In a career split between academic appointments and government service, Dr. Gordon, a Democrat, taught business and international affairs at Harvard, served on the War Production Board during World War II and was later a consultant to the United NationsAtomic Energy Commission, a White House economics adviser and the assistant secretary of state for inter-American affairs.
Abraham Lincoln Gordon, who never used his first name, was born on Sept. 10, 1913, in New York to Bernard and Dorothy Lerner Gordon. His father was a lawyer and his mother moderated youth forums broadcast by NBC and for The New York Times on WQXR. He attended Ethical Culture schools, graduated with high honors from Harvard in 1933 and earned his doctorate as a Rhodes scholar in 1936.
In 1937, he married the former Allison Wright. She died in 1987. Besides his son Robert, of New Haven, he is survived by two daughters, Sally Gordon of Los Angeles and Amy Gordon of Gill, Mass.; another son, Hugh, of Ardmore, Pa.; seven grandchildren; and two great-grandchildren.

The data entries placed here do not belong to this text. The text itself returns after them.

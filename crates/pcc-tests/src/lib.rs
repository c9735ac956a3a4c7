//! Shared fixtures for the PCC integration tests and benchmarks.

use std::fmt::Write as _;
use std::path::Path;

use pcc_driver::{OutputFormat, TranscodeConfig, Transcoder};

/// Read `tests/golden/<name>` as bytes.
///
/// # Panics
///
/// Panics if the fixture is missing.
#[must_use]
pub fn golden(name: &str) -> Vec<u8> {
    let path = Path::new(env!("CARGO_MANIFEST_DIR"))
        .join("tests/golden")
        .join(name);
    std::fs::read(&path)
        .unwrap_or_else(|e| panic!("failed to read golden fixture {}: {e}", path.display()))
}

/// Re-encode `input` in `format` without filtering.
///
/// # Panics
///
/// Panics if `input` is not valid PLY.
#[must_use]
pub fn convert(input: &[u8], format: OutputFormat) -> Vec<u8> {
    let config = TranscodeConfig {
        output: format,
        ..TranscodeConfig::default()
    };
    let mut output = Vec::new();
    Transcoder::new(config)
        .convert(input, &mut output)
        .unwrap_or_else(|e| panic!("convert to {format} failed: {e}"));
    output
}

/// Clean `input` against `boundary` with `config`.
///
/// # Panics
///
/// Panics if either input is rejected.
#[must_use]
pub fn clean(boundary: &[u8], input: &[u8], config: TranscodeConfig) -> Vec<u8> {
    let transcoder = Transcoder::new(config);
    let shape = transcoder
        .load_boundary(boundary)
        .unwrap_or_else(|e| panic!("boundary rejected: {e}"));
    let mut output = Vec::new();
    transcoder
        .clean(input, &mut output, &shape)
        .unwrap_or_else(|e| panic!("clean failed: {e}"));
    output
}

/// An ascii cloud of `side`³ points on a regular grid spanning
/// `[-0.5, 1.5]` on each axis, with an extra `uchar` property.
///
/// About an eighth of the points fall inside the unit cube.
#[must_use]
pub fn grid_cloud(side: u32) -> Vec<u8> {
    let count = u64::from(side).pow(3);
    let mut text = format!(
        "ply\nformat ascii 1.0\nelement vertex {count}\n\
         property float x\nproperty float y\nproperty float z\n\
         property uchar tag\nend_header\n"
    );
    let step = 2.0 / f64::from(side.max(2) - 1);
    for i in 0..side {
        for j in 0..side {
            for k in 0..side {
                let [x, y, z] = [i, j, k].map(|n| f64::from(n).mul_add(step, -0.5));
                let tag = (i + j + k) % 256;
                let _ = writeln!(text, "{x} {y} {z} {tag}");
            }
        }
    }
    text.into_bytes()
}
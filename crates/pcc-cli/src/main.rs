/// PCC command-line tool: clean point clouds against a boundary mesh and
/// convert PLY files between ascii and binary encodings.
///
/// # Command overview
///
/// ```text
/// pcc <COMMAND> [OPTIONS]
///
/// Commands:
///   clean      Remove vertices outside a boundary mesh
///   convert    Re-encode a PLY file without filtering
///   inspect    Print the header of a PLY file
///   help       Print help information
///
/// Global options:
///   -v, --verbose    Log debug diagnostics
///   -q, --quiet      Log errors only
///   -h, --help       Print help
///   -V, --version    Print version
/// ```
///
/// # Exit codes
///
/// | Code | Meaning                                 |
/// |------|-----------------------------------------|
/// | 0    | Success                                 |
/// | 1    | Error (I/O failure, invalid file, etc.) |
///
/// Diagnostics go to stderr so the PLY stream on stdout stays clean.
use std::path::PathBuf;
use std::process;

use clap::{Parser, Subcommand};
use pcc_driver::OutputFormat;
use tracing_subscriber::EnvFilter;

mod cmd_clean;
mod cmd_convert;
mod cmd_inspect;
mod stream;

// ── CLI root ──────────────────────────────────────────────────────────────────

/// The PCC (point cloud cleaner) command-line tool.
#[derive(Parser)]
#[command(name = "pcc", version, about = "PLY point cloud cleaner")]
struct Cli {
    #[command(subcommand)]
    command: Commands,

    /// Log debug diagnostics (overridden by `RUST_LOG`).
    #[arg(short, long, global = true, conflicts_with = "quiet")]
    verbose: bool,

    /// Log errors only (overridden by `RUST_LOG`).
    #[arg(short, long, global = true)]
    quiet: bool,
}

// ── Sub-commands ──────────────────────────────────────────────────────────────

#[derive(Subcommand)]
enum Commands {
    /// Remove vertices that lie outside a closed boundary mesh.
    Clean(CleanArgs),
    /// Re-encode a PLY file without filtering.
    Convert(ConvertArgs),
    /// Print the header of a PLY file.
    Inspect(InspectArgs),
}

// ── Argument structs ──────────────────────────────────────────────────────────

/// Arguments for `pcc clean`.
///
/// Reads the boundary mesh first, then streams INPUT to OUTPUT, keeping
/// only vertices inside the boundary. `-` or an omitted path selects
/// stdin / stdout.
///
/// ```text
/// ┌──────────────────────┬─────────────────────────────────────────────────┐
/// │ Flag                 │ Effect                                          │
/// ├──────────────────────┼─────────────────────────────────────────────────┤
/// │ -f / --format        │ same (default) | ascii | binary |               │
/// │                      │ binary_big_endian | binary_little_endian        │
/// │ --sentinel           │ Mark rejected vertices instead of dropping them │
/// │ --sentinel-token T   │ Marker written by --sentinel (default DEL)      │
/// │ --triangulate        │ Fan-triangulate polygonal boundary faces        │
/// └──────────────────────┴─────────────────────────────────────────────────┘
/// ```
#[derive(clap::Args)]
pub struct CleanArgs {
    /// Closed triangulated boundary mesh.
    pub boundary: PathBuf,

    /// Point cloud to clean (`-` for stdin).
    pub input: Option<PathBuf>,

    /// Destination (`-` for stdout).
    pub output: Option<PathBuf>,

    /// Output encoding.
    #[arg(short, long, default_value_t = OutputFormat::Same)]
    pub format: OutputFormat,

    /// Keep the declared vertex count and write a marker line for each
    /// rejected vertex.
    #[arg(long)]
    pub sentinel: bool,

    /// Marker written for rejected vertices with `--sentinel`.
    #[arg(long, default_value = pcc_driver::config::DEFAULT_SENTINEL, requires = "sentinel")]
    pub sentinel_token: String,

    /// Accept polygonal boundary faces by fan triangulation.
    #[arg(long)]
    pub triangulate: bool,
}

/// Arguments for `pcc convert`.
#[derive(clap::Args)]
pub struct ConvertArgs {
    /// File to convert (`-` for stdin).
    pub input: Option<PathBuf>,

    /// Destination (`-` for stdout).
    pub output: Option<PathBuf>,

    /// Output encoding.
    #[arg(short, long, default_value_t = OutputFormat::Same)]
    pub format: OutputFormat,
}

/// Arguments for `pcc inspect`.
///
/// Only the header is read, so this is cheap on large files.
#[derive(clap::Args)]
pub struct InspectArgs {
    /// File to inspect (`-` for stdin).
    pub file: PathBuf,

    /// Print the header as JSON.
    #[arg(long)]
    pub json: bool,
}

// ── Entry point ───────────────────────────────────────────────────────────────

fn main() {
    let cli = Cli::parse();
    init_tracing(cli.verbose, cli.quiet);

    let result = match cli.command {
        Commands::Clean(args) => cmd_clean::run(&args),
        Commands::Convert(args) => cmd_convert::run(&args),
        Commands::Inspect(args) => cmd_inspect::run(&args),
    };

    if let Err(e) = result {
        eprintln!("error: {e:#}");
        process::exit(1);
    }
}

/// Install the stderr subscriber. `RUST_LOG` wins over the flags.
fn init_tracing(verbose: bool, quiet: bool) {
    let default = if verbose {
        "debug"
    } else if quiet {
        "error"
    } else {
        "info"
    };
    let filter = EnvFilter::try_from_default_env().unwrap_or_else(|_| EnvFilter::new(default));
    tracing_subscriber::fmt()
        .with_env_filter(filter)
        .with_writer(std::io::stderr)
        .with_target(false)
        .without_time()
        .init();
}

After the election of President John F. Kennedy in 1960, Dr. Gordon served on a task force that developed the Alliance for Progress, the program that provided aid intended to dissuade Latin America from revolution and socialism. Dr. Gordon took up the ambassadorship in Brazil in 1961 at a time of high inflation and just as a left-wing president, João Goulart, took office.
President Goulart was deposed in a right-wing military coup in 1964. Accusations that Dr. Gordon, his staff and the Central Intelligence Agency had been involved in the coup were repeatedly denied.
But in 1976, nearly a decade after stepping down as ambassador, Dr. Gordon acknowledged that the Johnson administration had been prepared to intervene militarily to prevent a leftist takeover of the government.
After returning from Brazil in 1967, Dr. Gordon, in addition to his State Department role, coordinated aid to Latin America through the Alliance for Progress. When he stepped down a year later to accept the Johns Hopkins presidency, President Lyndon B. Johnsonpraised his service as “a rare combination of experience and scholarship, idealism and practical judgment.”
Dr. Gordon’s four years at Johns Hopkins were dogged by deteriorating finances, faculty complaints over pay and academic priorities, and students rebellious over the “relevance” of their educations. He resigned in 1971.
From 1972 to 1975, Dr. Gordon was a fellow of the Woodrow Wilson International Center for Scholars at the Smithsonian Institution.
Later in the 1970s, he was associated with Resources for the Future, a research and policy organization in Washington, and since 1984 had been an economist with Brookings, which studies domestic and foreign policy issues.
His books include “A New Deal for Latin America” (1963), “Growth Policies and the International Order” (1979), “Energy Strategies for Developing Nations” (1981), “Eroding Empire: Western Relations with Eastern Europe” (1987) and “Brazil’s Second Chance” (2001).